Although she never did before, my mother lies.
She doesn’t have dementia. She answers questions

like someone drinking white wine at a dinner party,
pretending to have read the best-seller: Of course

I went to church! There was a skirt, she says, and
a dress—the same pattern? Red. I wore one of those.

The one we tried on Friday? I ask. A silence.
She takes a breath, relieved: Yes! The secret she

doesn’t have is safe. My father has been counseled
not to argue with her, or has his hearing aid off.

I think he’s going to say North Korea is planning
to nuke Hawaii, where my sister is on vacation, but

he’s into economic inequality and arthritis instead.
At least I don’t have to explain why I believe this is not

the worst time civilization has ever known, remind
him to take his pain-killers, cite the Civil War or

the Black Death. He’s in a good mood. He tells me
about the diversionary mission he never flew with

his Air Force unit, the medical discharge just in time.
I feign surprise; he’s shared this secret with my sister,

not me. So now we both know, I type into the email.
Dad wouldn’t have been one of the few survivors.

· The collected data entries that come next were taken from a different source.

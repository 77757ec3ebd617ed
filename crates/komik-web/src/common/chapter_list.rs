use std::rc::Rc;

use dominator::{clone, html, link, Dom};
use futures_signals::{
    signal::{self, Mutable, SignalExt},
    signal_vec::{self, SignalVecExt},
};
use komik_lib::{
    models::Chapter,
    pagination::{CHAPTERS_PER_PAGE, Pagination},
};

use crate::common::{events, icons};

pub struct ChapterList {
    slug: String,
    chapters: Vec<Chapter>,
    total: u64,
    pagination: Pagination,
    page: Mutable<usize>,
}

impl ChapterList {
    pub fn new(slug: String, chapters: Vec<Chapter>, total: u64) -> Rc<Self> {
        let pagination = Pagination::new(chapters.len(), CHAPTERS_PER_PAGE);

        Rc::new(Self {
            slug,
            chapters,
            total,
            pagination,
            page: Mutable::new(0),
        })
    }

    fn go_to_page(&self, page: usize) {
        self.page.set_neq(self.pagination.clamp(page));
    }

    fn render_chapter(list: &Self, position: usize) -> Dom {
        let chapter = &list.chapters[position];
        let label = chapter.label(position, list.chapters.len());

        let children = &mut [
            html!("span", {
                .style("font-weight", "500")
                .text(&label)
            }),
            html!("span", {
                .style("font-size", "smaller")
                .text(chapter.date.as_deref().unwrap_or_default())
            }),
        ];

        html!("li", {
            .class("list-item")
            .child(match chapter.route(&list.slug) {
                Some(route) => link!(route.url(), {
                    .class("chapter-item")
                    .children(children)
                }),
                None => html!("div", {
                    .class("chapter-item")
                    .children(children)
                }),
            })
        })
    }

    fn render_page(list: Rc<Self>, page: usize) -> Dom {
        html!("ul", {
            .class("list")
            .children_signal_vec(signal_vec::always(list.pagination.range(page).collect::<Vec<_>>())
                .map(clone!(list => move |position| Self::render_chapter(&list, position))))
        })
    }

    fn render_pagination(list: Rc<Self>) -> Dom {
        let pages = list.pagination.page_count();

        html!("div", {
            .class("pagination")
            .visible_signal(signal::always(pages > 1))
            .style("display", "flex")
            .style("justify-content", "space-between")
            .style("align-items", "center")
            .children(&mut [
                html!("button", {
                    .attr_signal("disabled", list.page.signal().map(clone!(list => move |page| (!list.pagination.has_previous(page)).then(|| ""))))
                    .child(icons::chevron_left())
                    .event(clone!(list => move |_: events::Click| {
                        let page = list.page.get();
                        list.go_to_page(page.saturating_sub(1));
                    }))
                }),
                html!("span", {
                    .text_signal(list.page.signal().map(move |page| format!("{} / {}", page + 1, pages)))
                }),
                html!("button", {
                    .attr_signal("disabled", list.page.signal().map(clone!(list => move |page| (!list.pagination.has_next(page)).then(|| ""))))
                    .child(icons::chevron_right())
                    .event(clone!(list => move |_: events::Click| {
                        let page = list.page.get();
                        list.go_to_page(page + 1);
                    }))
                }),
            ])
        })
    }

    pub fn render(list: Rc<Self>) -> Dom {
        html!("div", {
            .class("chapter-list")
            .attr("id", "chapters")
            .children(&mut [
                html!("div", {
                    .style("display", "flex")
                    .style("justify-content", "space-between")
                    .style("align-items", "center")
                    .children(&mut [
                        html!("span", {
                            .class("header")
                            .text("Chapters")
                        }),
                        html!("span", {
                            .class("chip")
                            .text(&format!("{} Chapters", list.total))
                        }),
                    ])
                }),
            ])
            .child(if list.chapters.is_empty() {
                html!("p", {
                    .text("No chapters yet")
                })
            } else {
                html!("div", {
                    .child_signal(list.page.signal().map(clone!(list => move |page| Some(Self::render_page(list.clone(), page)))))
                })
            })
            .child(Self::render_pagination(list.clone()))
        })
    }
}
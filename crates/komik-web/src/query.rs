use std::future::Future;

use komik_lib::{
    error::Error,
    models::{Comment, NewComment},
    payload::decode_comments,
    traits::DetailSource,
};

use crate::utils::api_host;

fn manga_url(slug: &str) -> String {
    let slug: String = js_sys::encode_uri_component(slug).into();
    format!("{}/manga/{}", api_host(), slug)
}

fn comments_url(slug: &str) -> String {
    format!("{}/comments", manga_url(slug))
}

fn request_error(e: reqwest::Error) -> Error {
    match e.status() {
        Some(status) => Error::Status(status.as_u16()),
        None => Error::Network(e.to_string()),
    }
}

/// GETs `url` and returns the body of a 2xx response
async fn get_text(url: String) -> Result<String, Error> {
    let client = reqwest::Client::new();

    let res = client.get(url).send().await.map_err(request_error)?;
    let res = res.error_for_status().map_err(request_error)?;
    res.text().await.map_err(request_error)
}

/// Detail records from the REST api
#[derive(Clone, Copy, Default)]
pub struct HttpDetailSource;

impl DetailSource for HttpDetailSource {
    fn fetch_detail(&self, slug: String) -> impl Future<Output = Result<String, Error>> {
        get_text(manga_url(&slug))
    }
}

pub async fn fetch_comments(slug: &str) -> Result<Vec<Comment>, Error> {
    let body = get_text(comments_url(slug)).await?;
    decode_comments(&body)
}

pub async fn post_comment(slug: &str, comment: &NewComment) -> Result<(), Error> {
    let client = reqwest::Client::new();

    client
        .post(comments_url(slug))
        .json(comment)
        .send()
        .await
        .map_err(request_error)?
        .error_for_status()
        .map_err(request_error)?;

    Ok(())
}
use dominator::routing;
use futures_signals::signal::{Signal, SignalExt};
use wasm_bindgen::prelude::*;
use web_sys::Url;

pub use komik_lib::route::Route;

/// Current route, following dominator's url signal
pub fn signal() -> impl Signal<Item = Route> {
    routing::url()
        .signal_ref(|url| Url::new(url).unwrap_throw())
        .map(|url| Route::from_pathname(&url.pathname()))
        .dedupe_cloned()
}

I think about not being anything at all, a missed beat,
a bright white screen with nothing on it. I hit send.

Outside, little brown and grey birds peck at the feeder.
A young hawk, mumbling his hunger, misses them

and takes off. And a jet in the cloudless sky is a silver
brooch on a white ribbon, up so high I can’t even hear it.

from Rattle #45, Fall 2014
Tribute to Poets of Faith

__________

Christine Potter: “About ten years ago, when my husband and I were making music in a high Episcopal church that was much into incense and bells, I sat in the choir loft and felt the connection between poetry and Scripture. It was a visceral thing, an awakening. In fairness, I may have been slightly oxygen-deprived at that moment (they were really into incense and bells there), but I still think of the two together. I believe in God and I believe in His presence here on earth in Jesus Christ. And I write poems. I think the spirit that makes poems happen is holy, even if the poetry is utterly profane. And even if you’re not choking on clouds of frankincense when you write it.”